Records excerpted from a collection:
■ ■ ■

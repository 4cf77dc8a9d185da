//! Line transport
//!
//! Owns the TCP socket and frames the byte stream into newline-terminated
//! records through [`RecordCodec`]. It never looks inside a record.

use std::time::Duration;

use bytes::{BufMut, BytesMut};
use futures_util::{SinkExt, StreamExt};
use tokio::io::AsyncWriteExt;
use tokio::net::TcpStream;
use tokio::time::timeout;
use tokio_util::codec::{Decoder, Encoder, Framed};
use tracing::{debug, trace, warn};

use crate::error::{ClientQueryError, Result};

/// Longest record accepted; a full `clientlist` on a busy server stays well below
pub const MAX_RECORD_LENGTH: usize = 1024 * 1024;

/// Frames ClientQuery records on `\n`
///
/// Records are trimmed (which drops the `\r` of `\r\n`), decoded as lossy
/// UTF-8, and blank ones are skipped. Oversized records are discarded up
/// to their terminator instead of failing the connection.
#[derive(Debug)]
pub struct RecordCodec {
    max_length: usize,
    /// Discarding the tail of an oversized record
    skipping: bool,
}

impl RecordCodec {
    pub fn new(max_length: usize) -> Self {
        Self {
            max_length,
            skipping: false,
        }
    }
}

impl Default for RecordCodec {
    fn default() -> Self {
        Self::new(MAX_RECORD_LENGTH)
    }
}

impl Decoder for RecordCodec {
    type Item = String;
    type Error = ClientQueryError;

    fn decode(&mut self, src: &mut BytesMut) -> Result<Option<String>> {
        loop {
            let Some(pos) = src.iter().position(|&b| b == b'\n') else {
                if src.len() > self.max_length {
                    warn!(bytes = src.len(), "discarding oversized partial record");
                    src.clear();
                    self.skipping = true;
                }
                return Ok(None);
            };

            let line = src.split_to(pos + 1);
            if std::mem::take(&mut self.skipping) {
                debug!("finished skipping oversized record");
                continue;
            }
            if pos > self.max_length {
                warn!(bytes = pos, "skipped oversized record");
                continue;
            }

            let text = String::from_utf8_lossy(&line).trim().to_string();
            if !text.is_empty() {
                return Ok(Some(text));
            }
        }
    }

    fn decode_eof(&mut self, src: &mut BytesMut) -> Result<Option<String>> {
        let record = self.decode(src)?;
        if record.is_none() && !src.is_empty() {
            trace!(bytes = src.len(), "dropping unterminated tail at eof");
            src.clear();
        }
        Ok(record)
    }
}

impl<T: AsRef<str>> Encoder<T> for RecordCodec {
    type Error = ClientQueryError;

    fn encode(&mut self, item: T, dst: &mut BytesMut) -> Result<()> {
        let text = item.as_ref();
        dst.reserve(text.len() + 1);
        dst.put_slice(text.as_bytes());
        dst.put_u8(b'\n');
        Ok(())
    }
}

/// Newline-framed TCP connection
#[derive(Debug)]
pub struct LineTransport {
    framed: Framed<TcpStream, RecordCodec>,
}

impl LineTransport {
    /// Open a connection, giving up after `connect_timeout`
    pub async fn connect(host: &str, port: u16, connect_timeout: Duration) -> Result<Self> {
        let addr = format!("{}:{}", host, port);
        debug!("Connecting to {}", addr);

        let stream = match timeout(connect_timeout, TcpStream::connect(&addr)).await {
            Ok(Ok(stream)) => stream,
            Ok(Err(e)) => {
                return Err(ClientQueryError::ConnectionFailure {
                    addr,
                    reason: e.to_string(),
                })
            }
            Err(_) => {
                return Err(ClientQueryError::ConnectionFailure {
                    addr,
                    reason: "connect timed out".to_string(),
                })
            }
        };
        stream.set_nodelay(true)?;

        Ok(Self::from_stream(stream))
    }

    /// Wrap an already connected stream
    pub fn from_stream(stream: TcpStream) -> Self {
        Self {
            framed: Framed::new(stream, RecordCodec::default()),
        }
    }

    /// Discard greeting lines until the peer stays quiet for `quiet`
    pub async fn drain_banner(&mut self, quiet: Duration) -> Result<()> {
        while let Some(line) = self.read_line(quiet).await? {
            trace!("banner: {}", line);
        }
        Ok(())
    }

    /// Next non-empty line, or `None` if nothing arrived within `wait`
    pub async fn read_line(&mut self, wait: Duration) -> Result<Option<String>> {
        match timeout(wait, self.framed.next()).await {
            Err(_) => Ok(None),
            Ok(None) => Err(ClientQueryError::ConnectionClosed),
            Ok(Some(record)) => record.map(Some),
        }
    }

    /// Write `text` followed by a single newline
    pub async fn write_line(&mut self, text: &str) -> Result<()> {
        self.framed.send(text).await
    }

    /// Close the write half
    pub async fn shutdown(&mut self) -> Result<()> {
        self.framed.get_mut().shutdown().await?;
        Ok(())
    }
}
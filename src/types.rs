//! Basic type definitions
//!
//! Provides newtype wrappers for the wire identifiers:
//! - `ClientId`: numeric client id, kept as the string the wire sends
//! - `ChannelId`: numeric channel id, same treatment

use serde::{Deserialize, Serialize};

/// Client identifier (newtype pattern)
///
/// Stable for the lifetime of one ClientQuery connection.
#[derive(Debug, Clone, Default, PartialEq, Eq, Hash, PartialOrd, Ord, Serialize, Deserialize)]
#[serde(transparent)]
pub struct ClientId(pub String);

impl ClientId {
    /// Create a client id
    pub fn new(id: impl Into<String>) -> Self {
        Self(id.into())
    }

    /// Get the id as the wire string
    pub fn as_str(&self) -> &str {
        &self.0
    }

    /// Last-resort display name built from the trailing digits of the id
    pub fn placeholder_name(&self) -> String {
        let start = self
            .0
            .char_indices()
            .rev()
            .nth(3)
            .map(|(i, _)| i)
            .unwrap_or(0);
        format!("User-{}", &self.0[start..])
    }
}

impl From<&str> for ClientId {
    fn from(id: &str) -> Self {
        Self(id.to_string())
    }
}

impl std::fmt::Display for ClientId {
    fn fmt(&self, f: &mut std::fmt::Formatter<'_>) -> std::fmt::Result {
        write!(f, "{}", self.0)
    }
}

/// Channel identifier
#[derive(Debug, Clone, Default, PartialEq, Eq, Hash, Serialize, Deserialize)]
#[serde(transparent)]
pub struct ChannelId(pub String);

impl ChannelId {
    /// Create a channel id
    pub fn new(id: impl Into<String>) -> Self {
        Self(id.into())
    }

    /// Get the id as the wire string
    pub fn as_str(&self) -> &str {
        &self.0
    }

    /// Check if no channel is known
    pub fn is_empty(&self) -> bool {
        self.0.is_empty()
    }
}

impl From<&str> for ChannelId {
    fn from(id: &str) -> Self {
        Self(id.to_string())
    }
}

impl std::fmt::Display for ChannelId {
    fn fmt(&self, f: &mut std::fmt::Formatter<'_>) -> std::fmt::Result {
        write!(f, "{}", self.0)
    }
}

■ ■ ■

• Task description: The lines to return begin at the first line of the records and end at the line holding "failing the connection."; please return them exactly, including both, and nothing beyond.

• Solution below:
repository 4cf77dc8a9d185da
//! Line transport
//!
//! Owns the TCP socket and frames the byte stream into newline-terminated
//! records through [`RecordCodec`]. It never looks inside a record.

use std::time::Duration;

use bytes::{BufMut, BytesMut};
use futures_util::{SinkExt, StreamExt};
use tokio::io::AsyncWriteExt;
use tokio::net::TcpStream;
use tokio::time::timeout;
use tokio_util::codec::{Decoder, Encoder, Framed};
use tracing::{debug, trace, warn};

use crate::error::{ClientQueryError, Result};

/// Longest record accepted; a full `clientlist` on a busy server stays well below
pub const MAX_RECORD_LENGTH: usize = 1024 * 1024;

/// Frames ClientQuery records on `\n`
///
/// Records are trimmed (which drops the `\r` of `\r\n`), decoded as lossy
/// UTF-8, and blank ones are skipped. Oversized records are discarded up
/// to their terminator instead of failing the connection.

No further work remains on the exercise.